# New idea 5409. Where do you check/add bar oil?????



## kbhblazer (May 7, 2014)

Got a used cutter free,(5409 New Idea) it seems to work OK. I put new rock gaurds and skid plates. thought I would check the oil, Got a kuhn mower and the add fill blug is on the bottom, cant find this one at all.So where do I check it???


----------



## MFred (Nov 29, 2013)

Each disc is its own unit/oil bath. The disc needs to come off and then there's four bolts that hold the drive unit into the cutterbar. There's epo grease in there. Should be to about the bottom of the cross shaft.


----------



## kbhblazer (May 7, 2014)

Well ok then I had a loose bolt on one of those I will take it off and look. by the way waht is epo grease?

Thanks


----------



## kbhblazer (May 7, 2014)

So i take outthe 4 bolts and it just comes off ?


----------



## rajela (Feb 15, 2014)

Take off the turtle or the disc that holds the blades and then you will remove 4 more bolts to remove the drive unit.


----------



## longmeadow farm (Jun 26, 2009)

O Grade EP Lithium grease for special gear box applications in Hay and Forage Equipment.

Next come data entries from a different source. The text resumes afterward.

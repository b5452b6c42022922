pub mod handlers;

use anyhow::{Context, Result};
use axum::extract::DefaultBodyLimit;
use axum::routing::{get, post};
use axum::Router;
use std::sync::Arc;
use tokio::net::TcpListener;
use tower_http::cors::CorsLayer;

use crate::image_check::{AttributeDecoder, ImageCrateDecoder, TransparencyPolicy};

pub const DEFAULT_HOST: &str = "0.0.0.0";
pub const DEFAULT_PORT: u16 = 8000;
pub const DEFAULT_MAX_UPLOAD_MB: usize = 10;

/// Effective settings of the HTTP service
#[derive(Debug, Clone, PartialEq, Eq)]
pub struct ServerConfig {
    pub host: String,
    pub port: u16,
    pub max_upload_bytes: usize,
    /// Async worker threads, 0 = one per CPU core
    pub workers: usize,
    pub cors: bool,
    pub transparency: TransparencyPolicy,
}

impl Default for ServerConfig {
    fn default() -> Self {
        Self {
            host: DEFAULT_HOST.to_string(),
            port: DEFAULT_PORT,
            max_upload_bytes: DEFAULT_MAX_UPLOAD_MB * 1024 * 1024,
            workers: 0,
            cors: true,
            transparency: TransparencyPolicy::default(),
        }
    }
}

impl ServerConfig {
    pub fn bind_address(&self) -> String {
        format!("{}:{}", self.host, self.port)
    }

    pub fn worker_threads(&self) -> usize {
        if self.workers == 0 {
            num_cpus::get()
        } else {
            self.workers
        }
    }
}

/// Shared, read-only state handed to every request
#[derive(Clone)]
pub struct AppState {
    pub decoder: Arc<dyn AttributeDecoder>,
}

impl AppState {
    pub fn new(decoder: Arc<dyn AttributeDecoder>) -> Self {
        Self { decoder }
    }
}

/// Build the application router
pub fn router(state: AppState, config: &ServerConfig) -> Router {
    let app = Router::new()
        .route("/", get(handlers::root))
        .route("/check-image", post(handlers::check_image))
        .layer(DefaultBodyLimit::max(config.max_upload_bytes))
        .with_state(state);

    if config.cors {
        app.layer(CorsLayer::permissive())
    } else {
        app
    }
}

/// Bind and serve until Ctrl-C
pub async fn serve(config: ServerConfig) -> Result<()> {
    let state = AppState::new(Arc::new(ImageCrateDecoder::new(config.transparency)));
    let app = router(state, &config);

    let address = config.bind_address();
    let listener = TcpListener::bind(&address)
        .await
        .with_context(|| format!("Failed to bind {}", address))?;

    log::info!(
        "Listening on http://{} (max upload {} MiB, transparency policy: {}, cors: {})",
        listener.local_addr().context("Failed to read bound address")?,
        config.max_upload_bytes / (1024 * 1024),
        config.transparency.name(),
        config.cors
    );

    axum::serve(listener, app)
        .with_graceful_shutdown(shutdown_signal())
        .await
        .context("HTTP server terminated with an error")?;

    log::info!("Server stopped");
    Ok(())
}

async fn shutdown_signal() {
    match tokio::signal::ctrl_c().await {
        Ok(()) => log::info!("Shutdown requested, draining connections"),
        Err(e) => {
            log::error!("Failed to listen for Ctrl-C: {}", e);
            std::future::pending::<()>().await;
        }
    }
}

#[cfg(test)]
mod tests {
    use super::*;

    #[test]
    fn test_default_config() {
        let config = ServerConfig::default();
        assert_eq!(config.bind_address(), "0.0.0.0:8000");
        assert_eq!(config.max_upload_bytes, 10 * 1024 * 1024);
        assert!(config.cors);
        assert_eq!(config.transparency, TransparencyPolicy::FullyTransparent);
    }

    #[test]
    fn test_worker_threads() {
        let auto = ServerConfig::default();
        assert_eq!(auto.worker_threads(), num_cpus::get());

        let fixed = ServerConfig {
            workers: 3,
            ..Default::default()
        };
        assert_eq!(fixed.worker_threads(), 3);
    }
}
//! Request-level errors.
//!
//! Everything that stops a check before a verdict can be produced ends up here.
//! A rejected image is *not* an error: it is a normal [`ValidationResult`] with
//! `success == false`.
//!
//! [`ValidationResult`]: crate::image_check::ValidationResult

use crate::image_check::ImageCategory;

#[derive(Debug, thiserror::Error)]
pub enum CheckError {
    /// The upload is not an image we can decode
    #[error("Failed to decode image: {0}")]
    Decode(String),

    /// `image_type` did not name a known category
    #[error("Unsupported image type: '{0}'")]
    UnknownCategory(String),

    /// A required multipart field was absent
    #[error("Missing form field '{0}'")]
    MissingField(&'static str),

    #[error("Uploaded file is empty")]
    EmptyUpload,

    /// The request body could not be read as multipart form data
    #[error("Invalid multipart request: {message}")]
    Multipart { status: u16, message: String },

    #[error("Internal error: {0}")]
    Internal(String),
}

impl CheckError {
    /// HTTP status code this error maps to
    pub fn status_code(&self) -> u16 {
        match self {
            CheckError::Multipart { status, .. } => *status,
            CheckError::Internal(_) => 500,
            _ => 400,
        }
    }

    /// Follow-up hints shown to the caller next to the message
    pub fn hints(&self) -> Vec<String> {
        match self {
            CheckError::UnknownCategory(_) => {
                vec![format!(
                    "Supported types: {}",
                    ImageCategory::accepted_labels().join(", ")
                )]
            }
            CheckError::MissingField("image") => {
                vec!["Upload the file in a form field named 'image'".to_string()]
            }
            CheckError::MissingField(_) => vec![format!(
                "Provide 'image_type', one of: {}",
                ImageCategory::accepted_labels().join(", ")
            )],
            CheckError::Decode(_) => {
                vec!["Supported formats: PNG, JPEG, GIF, WEBP, BMP, TIFF".to_string()]
            }
            _ => Vec::new(),
        }
    }

    pub fn is_client_error(&self) -> bool {
        (400..500).contains(&self.status_code())
    }
}

#[cfg(test)]
mod tests {
    use super::*;

    #[test]
    fn test_status_codes() {
        assert_eq!(CheckError::Decode("bad".into()).status_code(), 400);
        assert_eq!(CheckError::UnknownCategory("selfie".into()).status_code(), 400);
        assert_eq!(CheckError::EmptyUpload.status_code(), 400);
        assert_eq!(
            CheckError::Multipart {
                status: 413,
                message: "too large".into()
            }
            .status_code(),
            413
        );
        assert_eq!(CheckError::Internal("boom".into()).status_code(), 500);
        assert!(!CheckError::Internal("boom".into()).is_client_error());
    }

    #[test]
    fn test_unknown_category_names_value_and_accepted_set() {
        let err = CheckError::UnknownCategory("selfie".into());
        assert!(err.to_string().contains("selfie"));

        let hints = err.hints();
        assert_eq!(hints.len(), 1);
        assert!(hints[0].contains("portrait"));
        assert!(hints[0].contains("id-photo"));
    }
}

I suspect you need to determine just what version you have of the 5409. Earlier versions have the hex drive shaft, while the later ones do not and may then have different cutter bars. This may be significant relative to lubrication/greasing. On the early 5209 MoCo machines you have to remove the locknut, pressure block and rotating disk using a wooden block between the discs ..exposing the hub of the pod. Then remove 4 cap screws ..carefully.. and lift the driven gear assembly exposing the driven gear and drive shaft..and grease sump. The EP-0 grease should be at or slightly below the center of the drive shaft. The manual for the 5209 suggests I do this "routine" for all seven "pods" every 100 hours or 500 acres of use...which is a rather time consuming operation. Late model 5209 and I suspect 5409 machines have an external grease fitting of some kind so you can use a grease gun. I like my 5209..easy pull and doesn't take gobs of power like a Deere machine does. However there is a price to pay as it takes me 5 - 6 hours to grease, clean and repair/replace knives at the start of each season.


----------